Plaintiffs, however, assert that the closing of the New York office caused a "partial termination" of the Plan. This partial termination, according to plaintiffs, resulted in an immediate vesting of benefits. In support, plaintiffs cite Internal Revenue Code section 411(d)(3) which provides that upon the "termination or partial termination [of a qualified plan] the rights of all affected employees to benefits accrued to the date of such termination, partial termination, or discontinuance . . . are nonforfeitable." This section provides, however, that even if the closing of defendant's New York branch constitutes a partial termination, plaintiffs would be entitled only to those benefits that he "accrued" by the date of the branch's closing. UMIC's pension plan, on the other hand, in Article VIII, section 8.01, provides that no benefits accrue before the completion of the requisite five years of service. See Defendant's Motion for Summary Judgment, Exh. A at 13. ERISA expressly permits the non-accrual of benefits for up to five years in 29 U.S.C. § 1053(a)(2)(B). Therefore, in the absence of any accrued benefits by the plaintiffs at the time of the alleged partial plan termination, plaintiffs have not established that they have suffered any actionable injury or could be entitled to any benefits.

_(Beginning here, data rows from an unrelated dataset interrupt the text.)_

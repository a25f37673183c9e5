use ply_types::Hash;

use crate::error::{ValueError, ValueResult};
use crate::store::ValueStore;
use crate::types::Type;
use crate::value::Value;

/// A typed, height-annotated forward pointer to a stored value.
///
/// A `Ref` never owns its target: the target lives in the chunk store and is
/// fetched through a [`ValueStore`] when needed. `height` is one more than the
/// highest ref inside the target, so a target with no refs gets height 1 and
/// every reference chain strictly decreases in height.
#[derive(Clone, Debug, PartialEq, Eq, PartialOrd, Ord)]
pub struct Ref {
    target: Hash,
    target_type: Type,
    height: u64,
}

impl Ref {
    /// Build a ref to `value` without storing it.
    pub fn new(value: &Value) -> Self {
        Self {
            target: value.hash(),
            target_type: Type::of(value),
            height: value.max_ref_height() + 1,
        }
    }

    /// Reassemble a ref from its encoded fields.
    pub fn from_parts(target: Hash, target_type: Type, height: u64) -> Self {
        Self {
            target,
            target_type,
            height,
        }
    }

    pub fn target_hash(&self) -> Hash {
        self.target
    }

    pub fn target_type(&self) -> &Type {
        &self.target_type
    }

    pub fn height(&self) -> u64 {
        self.height
    }

    /// Fetch the target value.
    ///
    /// Fails with `NotFound` for a dangling ref, `Corrupt` when the stored
    /// bytes do not decode, and `UnexpectedType` when the decoded value does
    /// not match the ref's target type.
    pub fn target_value(&self, store: &ValueStore) -> ValueResult<Value> {
        let value = store.read_value(&self.target)?;
        if !self.target_type.conforms(&value) {
            return Err(ValueError::UnexpectedType {
                expected: self.target_type.to_string(),
                actual: value.type_of().to_string(),
            });
        }
        Ok(value)
    }
}
use std::fmt;
use std::str::FromStr;

use serde::{Deserialize, Deserializer, Serialize, Serializer};

use crate::error::TypeError;

/// Content address of an encoded chunk.
///
/// A `Hash` is the domain-separated BLAKE3 digest of a chunk's bytes.
/// Identical bytes always produce the same `Hash`, so chunks written twice
/// are stored once and every reference can be verified on read.
#[derive(Clone, Copy, PartialEq, Eq, std::hash::Hash, PartialOrd, Ord)]
pub struct Hash([u8; 32]);

impl Hash {
    /// Length in bytes of a hash.
    pub const LEN: usize = 32;

    /// Hash raw chunk bytes.
    pub fn of(data: &[u8]) -> Self {
        ContentHasher::CHUNK.hash(data)
    }

    /// Wrap a pre-computed digest.
    pub const fn from_raw(raw: [u8; 32]) -> Self {
        Self(raw)
    }

    /// The empty hash (all zeros). Used as "no value" in persisted state.
    pub const fn empty() -> Self {
        Self([0u8; 32])
    }

    /// Returns `true` if this is the all-zero hash.
    pub fn is_empty(&self) -> bool {
        self.0 == [0u8; 32]
    }

    /// The raw 32-byte digest.
    pub fn as_bytes(&self) -> &[u8; 32] {
        &self.0
    }

    /// Hex-encoded string representation.
    pub fn to_hex(&self) -> String {
        hex::encode(self.0)
    }

    /// Short hex representation (first 8 characters).
    pub fn short_hex(&self) -> String {
        hex::encode(&self.0[..4])
    }

    /// Parse from a 64-character hex string.
    pub fn from_hex(s: &str) -> Result<Self, TypeError> {
        let bytes = hex::decode(s).map_err(|e| TypeError::InvalidHex(e.to_string()))?;
        Self::from_slice(&bytes)
    }

    /// Build from a byte slice that must be exactly 32 bytes long.
    pub fn from_slice(bytes: &[u8]) -> Result<Self, TypeError> {
        if bytes.len() != Self::LEN {
            return Err(TypeError::InvalidLength {
                expected: Self::LEN,
                actual: bytes.len(),
            });
        }
        let mut arr = [0u8; 32];
        arr.copy_from_slice(bytes);
        Ok(Self(arr))
    }

    /// Returns `true` if `s` looks like a full hex hash (64 hex digits).
    pub fn is_hex_hash(s: &str) -> bool {
        s.len() == Self::LEN * 2 && s.bytes().all(|b| b.is_ascii_hexdigit())
    }
}

impl fmt::Debug for Hash {
    fn fmt(&self, f: &mut fmt::Formatter<'_>) -> fmt::Result {
        write!(f, "Hash({})", self.short_hex())
    }
}

impl fmt::Display for Hash {
    fn fmt(&self, f: &mut fmt::Formatter<'_>) -> fmt::Result {
        write!(f, "{}", self.to_hex())
    }
}

impl FromStr for Hash {
    type Err = TypeError;

    fn from_str(s: &str) -> Result<Self, Self::Err> {
        Self::from_hex(s)
    }
}

impl From<[u8; 32]> for Hash {
    fn from(raw: [u8; 32]) -> Self {
        Self(raw)
    }
}

impl From<Hash> for [u8; 32] {
    fn from(hash: Hash) -> Self {
        hash.0
    }
}

// Persisted ref state is JSON, so hashes travel as hex strings.
impl Serialize for Hash {
    fn serialize<S: Serializer>(&self, serializer: S) -> Result<S::Ok, S::Error> {
        serializer.serialize_str(&self.to_hex())
    }
}

impl<'de> Deserialize<'de> for Hash {
    fn deserialize<D: Deserializer<'de>>(deserializer: D) -> Result<Self, D::Error> {
        let s = String::deserialize(deserializer)?;
        Self::from_hex(&s).map_err(serde::de::Error::custom)
    }
}

/// Domain-separated BLAKE3 content hasher.
///
/// The domain tag is prepended to every hash computation so that hashes
/// produced for different purposes never collide.
pub struct ContentHasher {
    domain: &'static str,
}

impl ContentHasher {
    /// Hasher for stored chunks (values, sequence nodes, commits).
    pub const CHUNK: Self = Self {
        domain: "ply-chunk-v1",
    };

    /// Create a hasher with a custom domain tag.
    pub const fn new(domain: &'static str) -> Self {
        Self { domain }
    }

    /// Hash raw bytes with domain separation.
    pub fn hash(&self, data: &[u8]) -> Hash {
        let mut hasher = blake3::Hasher::new();
        hasher.update(self.domain.as_bytes());
        hasher.update(b":");
        hasher.update(data);
        Hash::from_raw(*hasher.finalize().as_bytes())
    }

    /// Verify that data produces the expected hash.
    pub fn verify(&self, data: &[u8], expected: &Hash) -> bool {
        self.hash(data) == *expected
    }
}
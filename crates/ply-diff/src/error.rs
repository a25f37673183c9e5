//! Error types for the diff crate.

use ply_list::ListError;
use ply_value::ValueError;

/// Errors that can occur during diff operations.
#[derive(Debug, thiserror::Error)]
pub enum DiffError {
    /// The diff was cancelled or its consumer went away.
    #[error("diff cancelled")]
    Cancelled,

    /// Loading a tree node failed.
    #[error("list error: {0}")]
    List(#[from] ListError),

    /// Reading child values failed.
    #[error("value error: {0}")]
    Value(#[from] ValueError),

    /// The worker thread running a streamed diff panicked.
    #[error("diff worker panicked")]
    WorkerPanicked,
}

/// Convenience alias for diff results.
pub type DiffResult<T> = Result<T, DiffError>;
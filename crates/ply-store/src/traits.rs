use std::collections::HashSet;

use ply_types::Hash;

use crate::chunk::Chunk;
use crate::error::StoreResult;

/// Content-addressed chunk store.
///
/// All implementations must satisfy these invariants:
/// - Chunks are immutable once written; the same bytes always map to the
///   same hash.
/// - `put` rejects a chunk whose hash does not match its bytes.
/// - Concurrent reads are always safe.
/// - All I/O errors are propagated, never silently ignored.
pub trait ChunkStore: Send + Sync {
    /// Read a chunk by hash.
    ///
    /// Returns `Ok(None)` if the chunk does not exist.
    fn get(&self, hash: &Hash) -> StoreResult<Option<Chunk>>;

    /// Store a chunk. Writing a chunk that already exists is a no-op.
    fn put(&self, chunk: Chunk) -> StoreResult<()>;

    /// Check whether a chunk exists.
    fn has(&self, hash: &Hash) -> StoreResult<bool>;

    /// Return the subset of `hashes` that are **absent** from the store.
    fn has_many(&self, hashes: &[Hash]) -> StoreResult<HashSet<Hash>> {
        let mut absent = HashSet::new();
        for hash in hashes {
            if !self.has(hash)? {
                absent.insert(*hash);
            }
        }
        Ok(absent)
    }

    /// Read every present chunk among `hashes`, in request order.
    ///
    /// Missing chunks are skipped; callers compare hashes to detect them.
    fn get_many(&self, hashes: &[Hash]) -> StoreResult<Vec<Chunk>> {
        let mut chunks = Vec::with_capacity(hashes.len());
        for hash in hashes {
            if let Some(chunk) = self.get(hash)? {
                chunks.push(chunk);
            }
        }
        Ok(chunks)
    }

    /// Store several chunks.
    fn put_many(&self, chunks: Vec<Chunk>) -> StoreResult<()> {
        for chunk in chunks {
            self.put(chunk)?;
        }
        Ok(())
    }
}
//! Staging for ply.
//!
//! Staging copies table snapshots from the working root into the staged
//! root. A call either stages every requested table or changes nothing:
//! names are validated and conflict markers checked before anything is
//! written, and both roots move in a single compare-and-swap of the repo
//! state once they are safely stored.

pub mod error;
pub mod stage;

pub use error::{StageError, StageResult};
pub use stage::{stage_all_tables, stage_tables, unstage_tables, validate_tables};
use std::collections::HashMap;
use std::sync::RwLock;

use ply_types::Hash;
use tracing::trace;

use crate::chunk::Chunk;
use crate::error::StoreResult;
use crate::traits::ChunkStore;

/// In-memory, HashMap-based chunk store.
///
/// Intended for tests and embedding. Chunks are held behind a `RwLock` for
/// safe concurrent access and cloned on read.
pub struct InMemoryChunkStore {
    chunks: RwLock<HashMap<Hash, Chunk>>,
}

impl InMemoryChunkStore {
    /// Create a new empty in-memory store.
    pub fn new() -> Self {
        Self {
            chunks: RwLock::new(HashMap::new()),
        }
    }

    /// Number of chunks currently stored.
    pub fn len(&self) -> usize {
        self.chunks.read().expect("lock poisoned").len()
    }

    /// Returns `true` if the store is empty.
    pub fn is_empty(&self) -> bool {
        self.chunks.read().expect("lock poisoned").is_empty()
    }

    /// Total bytes across all stored chunks.
    pub fn total_bytes(&self) -> u64 {
        self.chunks
            .read()
            .expect("lock poisoned")
            .values()
            .map(|chunk| chunk.len() as u64)
            .sum()
    }

    /// Return a sorted list of all chunk hashes in the store.
    pub fn all_hashes(&self) -> Vec<Hash> {
        let map = self.chunks.read().expect("lock poisoned");
        let mut hashes: Vec<Hash> = map.keys().copied().collect();
        hashes.sort();
        hashes
    }
}

impl Default for InMemoryChunkStore {
    fn default() -> Self {
        Self::new()
    }
}

impl ChunkStore for InMemoryChunkStore {
    fn get(&self, hash: &Hash) -> StoreResult<Option<Chunk>> {
        let map = self.chunks.read().expect("lock poisoned");
        Ok(map.get(hash).cloned())
    }

    fn put(&self, chunk: Chunk) -> StoreResult<()> {
        chunk.verify()?;
        let mut map = self.chunks.write().expect("lock poisoned");
        trace!(hash = %chunk.hash().short_hex(), len = chunk.len(), "put chunk");
        map.entry(chunk.hash()).or_insert(chunk);
        Ok(())
    }

    fn has(&self, hash: &Hash) -> StoreResult<bool> {
        let map = self.chunks.read().expect("lock poisoned");
        Ok(map.contains_key(hash))
    }

    fn put_many(&self, chunks: Vec<Chunk>) -> StoreResult<()> {
        for chunk in &chunks {
            chunk.verify()?;
        }
        let mut map = self.chunks.write().expect("lock poisoned");
        for chunk in chunks {
            map.entry(chunk.hash()).or_insert(chunk);
        }
        Ok(())
    }
}

impl std::fmt::Debug for InMemoryChunkStore {
    fn fmt(&self, f: &mut std::fmt::Formatter<'_>) -> std::fmt::Result {
        f.debug_struct("InMemoryChunkStore")
            .field("chunk_count", &self.len())
            .finish()
    }
}
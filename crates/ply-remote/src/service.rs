use std::sync::Arc;

use tracing::{debug, warn};

use ply_store::{ChunkStore, StoreError};

use crate::codec::ChunkCodec;
use crate::error::RemoteResult;
use crate::message::{codes, ChunkMessage};

/// Server side of the chunk protocol over any [`ChunkStore`].
pub struct ChunkService {
    store: Arc<dyn ChunkStore>,
    codec: ChunkCodec,
}

impl ChunkService {
    pub fn new(store: Arc<dyn ChunkStore>, codec: ChunkCodec) -> Self {
        Self { store, codec }
    }

    pub fn store(&self) -> &Arc<dyn ChunkStore> {
        &self.store
    }

    /// Answer one request. Failures become [`ChunkMessage::Error`] replies.
    pub fn handle(&self, request: ChunkMessage) -> ChunkMessage {
        let kind = request.type_name();
        let reply = match request {
            ChunkMessage::HasChunks { hashes } => self
                .store
                .has_many(&hashes)
                .map(|absent| ChunkMessage::HasChunksResponse {
                    // Keep request order for the caller.
                    absent: hashes.into_iter().filter(|h| absent.contains(h)).collect(),
                }),
            ChunkMessage::GetChunks { hashes } => self
                .store
                .get_many(&hashes)
                .map(|chunks| ChunkMessage::GetChunksResponse { chunks }),
            ChunkMessage::PutChunks { chunks } => {
                let stored = chunks.len() as u32;
                self.store
                    .put_many(chunks)
                    .map(|()| ChunkMessage::PutChunksResponse { stored })
            }
            other => {
                warn!(kind = other.type_name(), "unexpected request");
                return ChunkMessage::Error {
                    code: codes::BAD_REQUEST,
                    message: format!("{} is not a request", other.type_name()),
                };
            }
        };
        match reply {
            Ok(reply) => {
                debug!(request = kind, reply = reply.type_name(), "chunk request served");
                reply
            }
            Err(e) => {
                warn!(request = kind, error = %e, "chunk request failed");
                let code = match e {
                    StoreError::HashMismatch { .. } => codes::HASH_MISMATCH,
                    _ => codes::STORE_FAILURE,
                };
                ChunkMessage::Error {
                    code,
                    message: e.to_string(),
                }
            }
        }
    }

    /// Decode a request frame, answer it and encode the reply.
    pub fn handle_frame(&self, frame: &[u8]) -> RemoteResult<Vec<u8>> {
        let reply = match self.codec.decode(frame) {
            Ok((request, _)) => self.handle(request),
            Err(e) => ChunkMessage::Error {
                code: codes::BAD_REQUEST,
                message: e.to_string(),
            },
        };
        self.codec.encode(&reply)
    }
}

Plaintiffs apparently argue that their discharge was somehow improper because it resulted in the forfeiture of the accumulation of three plus years of service. Plaintiffs do not contest, however, that they were employees terminable at will. Either party could have terminated the employment relationship for any reason or for no reason at all. See James v. Board of Education, 37 N.Y.2d 891, 340 N.E.2d 735, 378 N.Y.S.2d 371 (1975). The termination of plaintiffs was not actionable under New York state law, Murphy v. American Home Products Corp., 58 N.Y.2d 293, 448 N.E.2d 86, 461 N.Y.S.2d 232 (1983), nor have plaintiffs cited violations of any federal proscriptions against such discharge. See Moore v. Home Insurance Co., 601 F.2d 1072, 1075 (9th Cir. 1979) ("The company had the right to discharge Moore, so it did not wrongfully prevent him from fulfilling conditions precedent to his eligibility for pension benefits.").
Plaintiffs have not alleged that the discharges were solely to prevent the vesting of benefits. Furthermore, plaintiffs have not cited any evidence or law to support such a theory. The fact that defendant closed its entire New York office and that many of the plaintiffs had only completed three years of service suggests that such a proposition is, in any case, factually untenable.
Plaintiff's complaint also alleges violations of certain administrative or record-keeping provisions of ERISA such as section 1024. In opposition to the defendant's motion, however, plaintiffs do not even mention these allegations. Their abandonment of these allegations probably stems from their inability to explain how they could conceivably have been injured by the supposed violations. In addition, defendant's motion papers contains at least some of these documents that allegedly were not provided to plaintiffs.
Finally, plaintiffs' arguments concerning alleged mismanagement of Plan assets is misdirected. As UMIC points out, Articles II and XIII of the Plan expressly and clearly designate the Trustees as the sole manager's of the pension trust assets. The Trustees, however, were not named as a defendant in this suit. I presume that the patent inapplicability of these last claims to UMIC explains why, again, plaintiffs did not even mention these allegations in opposition to defendant's motion for summary judgment. Plaintiffs' failure to proffer a real basis for such claims, highlights their lack of merit.
Accordingly, defendant's motion for summary judgment is granted and the complaint is dismissed.